13. Ketemu

1.5K 195 5
                                    

Disinilah Mira berada, duduk di salah satu sofa berhadapan dengan Shani dan Gracia. Ia seperti sedang menjalani masa sidang. Coolfever masih menempel erat di dahinya. Tubuhnya sudah baikan tapi suhu tubuhnya masih cukup tinggi.

Tangannya yang sedang memegang ponsel langsung bergetar saat melihat apa yang ditampilkan di layar ponselnya. Rumor tentang Vivi sudah menyebar ke semua orang. Mungkin saja orang luar sekolah juga tau tentang hal ini.

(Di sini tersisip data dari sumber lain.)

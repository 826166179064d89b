//! JSON error envelope for the HTTP surface (§7): "end-users see errors only
//! via the HTTP API (JSON `{error: "…"}` with appropriate status)".
//! Grounded in `ferrex-server`'s `AppError`/`IntoResponse` pattern.

use axum::http::StatusCode;
use axum::response::{IntoResponse, Response};
use axum::Json;
use serde_json::json;

pub struct ApiError {
    status: StatusCode,
    message: String,
}

impl ApiError {
    pub fn internal(message: impl Into<String>) -> Self {
        Self {
            status: StatusCode::INTERNAL_SERVER_ERROR,
            message: message.into(),
        }
    }

    pub fn not_found(message: impl Into<String>) -> Self {
        Self {
            status: StatusCode::NOT_FOUND,
            message: message.into(),
        }
    }
}

impl From<crate::error::HealthmonError> for ApiError {
    fn from(e: crate::error::HealthmonError) -> Self {
        ApiError::internal(e.to_string())
    }
}

impl IntoResponse for ApiError {
    fn into_response(self) -> Response {
        (self.status, Json(json!({ "error": self.message }))).into_response()
    }
}

pub type ApiResult<T> = Result<T, ApiError>;
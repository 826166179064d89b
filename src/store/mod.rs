//! Persistence store (§4.1): a single-writer SQLite database with WAL, plus
//! an in-memory `name -> Container` cache kept coherent with it.
//!
//! Concurrency discipline mirrors §5: one connection, one writer at a time.
//! Writers hold the connection mutex for the whole of a logical write
//! (store mutation + cache mutation) so a reader taking only the cache's
//! `RwLock` never observes a half-applied update.

mod migrations;

use chrono::{DateTime, Utc};
use rusqlite::{params, Connection, OptionalExtension, Row};
use std::collections::{HashMap, HashSet};
use std::sync::{Mutex, RwLock};

use crate::error::Result;
use crate::types::{Alert, Container, Event, Healthcheck, HealthStatus, Page, Role, Severity};

pub struct Store {
    conn: Mutex<Connection>,
    cache: RwLock<HashMap<String, Container>>,
}
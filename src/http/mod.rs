//! HTTP/WebSocket surface (§6): serves the paginated query API, the
//! server-push event stream, and the static dashboard bundle. Grounded in
//! `ferrex-server`'s `routes`/`infra::app_state` split: a cloneable
//! `AppState` handed to every handler via axum's `State` extractor, CORS and
//! tracing layered on with `tower_http`.

pub mod error;
mod routes;
mod ws;

use std::sync::Arc;

use axum::routing::get;
use axum::Router;
use tower_http::cors::{AllowOrigin, CorsLayer};
use tower_http::services::{ServeDir, ServeFile};
use tower_http::trace::TraceLayer;

use crate::broadcast::Broadcaster;
use crate::store::Store;

#[derive(Clone)]
pub struct AppState {
    pub store: Arc<Store>,
    pub broadcaster: Arc<Broadcaster>,
}

/// Builds the full router: API routes, the WebSocket upgrade, and a static
/// file fallback for the dashboard's single-page bundle, if present.
pub fn router(state: AppState, ws_origins: &[String], static_dir: Option<&str>) -> Router {
    let cors = if ws_origins.is_empty() {
        CorsLayer::permissive()
    } else {
        let origins: Vec<_> = ws_origins
            .iter()
            .filter_map(|o| o.parse().ok())
            .collect();
        CorsLayer::new().allow_origin(AllowOrigin::list(origins))
    };

    let mut app = Router::new()
        .route("/api/containers", get(routes::list_containers))
        .route("/api/containers/:name/events", get(routes::list_container_events))
        .route("/api/events", get(routes::list_all_events))
        .route("/api/alerts", get(routes::list_all_alerts))
        .route("/api/events/stream", get(ws::stream_handler))
        .with_state(state)
        .layer(cors)
        .layer(TraceLayer::new_for_http());

    if let Some(dir) = static_dir {
        // unmatched paths fall through to index.html so client-side routes
        // in the single-page dashboard resolve on a hard reload/deep link.
        let index = ServeFile::new(format!("{dir}/index.html"));
        app = app.fallback_service(ServeDir::new(dir).not_found_service(index));
    }

    app
}

#[cfg(test)]
mod tests {
    use super::*;
    use axum::body::Body;
    use axum::http::{Request, StatusCode};
    use tower::ServiceExt;

    fn test_state() -> AppState {
        AppState {
            store: Arc::new(Store::open_in_memory().unwrap()),
            broadcaster: Arc::new(Broadcaster::new()),
        }
    }

    #[tokio::test]
    async fn list_containers_returns_empty_array_when_store_is_empty() {
        let app = router(test_state(), &[], None);
        let response = app
            .oneshot(Request::builder().uri("/api/containers").body(Body::empty()).unwrap())
            .await
            .unwrap();
        assert_eq!(response.status(), StatusCode::OK);
    }

    #[tokio::test]
    async fn list_container_events_paginates_newly_added_events() {
        let state = test_state();
        let pk = state
            .store
            .upsert_container(crate::types::Container {
                name: "web".to_string(),
                present: true,
                ..Default::default()
            })
            .unwrap();
        state
            .store
            .add_event(crate::types::Event {
                container_pk: pk,
                container: "web".to_string(),
                kind: "started".to_string(),
                timestamp: chrono::Utc::now(),
                ..Default::default()
            })
            .unwrap();

        let app = router(state, &[], None);
        let response = app
            .oneshot(
                Request::builder()
                    .uri("/api/containers/web/events?limit=10")
                    .body(Body::empty())
                    .unwrap(),
            )
            .await
            .unwrap();
        assert_eq!(response.status(), StatusCode::OK);
    }
}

Ia menggelengkan kepalanya melihat satu persatu foto yang cukup ia kenal. Dan juga video saat Vivi memecahkan mading utama.

"Mungkin ada yang bisa kamu jelasin?" tanya Shani dengan nada yang sedikit santai.

Setelah kejadian antara dirinya dengan Vivi di dalam mobil, ia segera menelfon Gracia untuk menjemputnya di tempat itu juga. Ia menceritakan semua yang terjadi di pagi hari pada Gracia.

Mira meletakkan ponsel di atas meja, lalu tangannya terangkat untuk melepas coolfever di dahinya. Ia bahkan bingung harus cerita mulai dari mana. Ia juga mendapat kabar dari Dey tentang semuanya, tentang kemungkinan Vivi akan di keluarkan dari sekolah.

"Semua foto ini bohong." Shani membulatkan matanya. Kalau foto ini bohong, kenapa terlihat jelas wajah adiknya? Dan foto ini terlihat nyata.

"Bohong gimana maksud kamu?" tanya Gracia.

Mira mengambil ponselnya lalu ia berikan kepada Gracia. Ia menjelaskan secara runtut apa yang sebenarnya terjadi pada malam itu. Tapi ia tidak menjelaskan tentang dirinya, ia hanya ingin Shani dan Gracia tidak langsung percaya pada foto itu.

"Iya sih, waktu dia pulang, aku sama sekali ga cium bau alkohol." Mira menjentikkan jarinya, setuju dengan ucapan Shani.

"Dia ga pernah main sama cewek, dia gunain kamar cuma buat tidur." terang Mira.

Gracia mengangguk-anggukkan kepalanya, bisa jadi yang diucapkan Mira benar. Sesaat kemudian ia sadar, ia menoleh ke arah Mira. "Kok kamu bisa tau secara detail?"

Helaan napas keluar dari mulut Mira, sepertinya ia harus terus terang kepada mereka berdua. "Cewek yang di foto itu aku."

"Hah?"

"Gimana-gimana?" tanya Shani, ia sampai merebut ponsel Mira, memperbesar foto-foto itu. Sama sekali tidak terlihat kalau itu wajah Mira.

"Bukan cewek yang duduk di kursi bar," ucap Mira, lalu Shani menggeser foto berikutnya. Pantas saja wajahnya tidak mirip, orang bukan di foto ini. Untung Shani cantik.

"Kok bisa?" tanya Gracia. Mira mengangkat kedua tangannya ke atas, meminta untuk Gracia dan Shani tenang, lalu ia akan menceritakan semuanya.

Ia mengatakan alasan mengapa setiap tanggal 3 ia selalu pergi bersama Vivi, bahkan menginap sampai seminggu. Ia menceritakan tentang papah dan mamahnya dan kehidupannya yang sebenarnya.

Kedua mata Mira berkaca-kaca, suaranya pun mulai bergetar saat mengingat bagaimana kehidupannya yang pahit. Ia mendongakkan kepalanya, menahan agar air matanya tidak keluar.

"Jadi setiap orang tua aku berantem, aku selalu ngajak Badrun keluar atau gak nginep disini." lirih Mira.

Shani berdiri, ia berganti posisi duduk tepat di samping Mira. Tangannya terulur menarik Mira ke dalam pelukannya. Kadang disaat seperti ini Mira hanya membutuhkan sebuah pelukan yang tulus.

Ia dapat kembali merasakan kehangatan yang selama ini hilang. Ia menemukan sosok penuh kasih sayang di dalam tubuh Shani. Seandainya Shani adalah kakaknya, ia akan sangat bersyukur sekali.

"Kamu minum?" tanya Gracia tiba-tiba. Shani mendelik mendengar pertanyaan Gracia yang terlalu tepat sasaran. Mira terdiam sebentar lalu mengangguk pelan.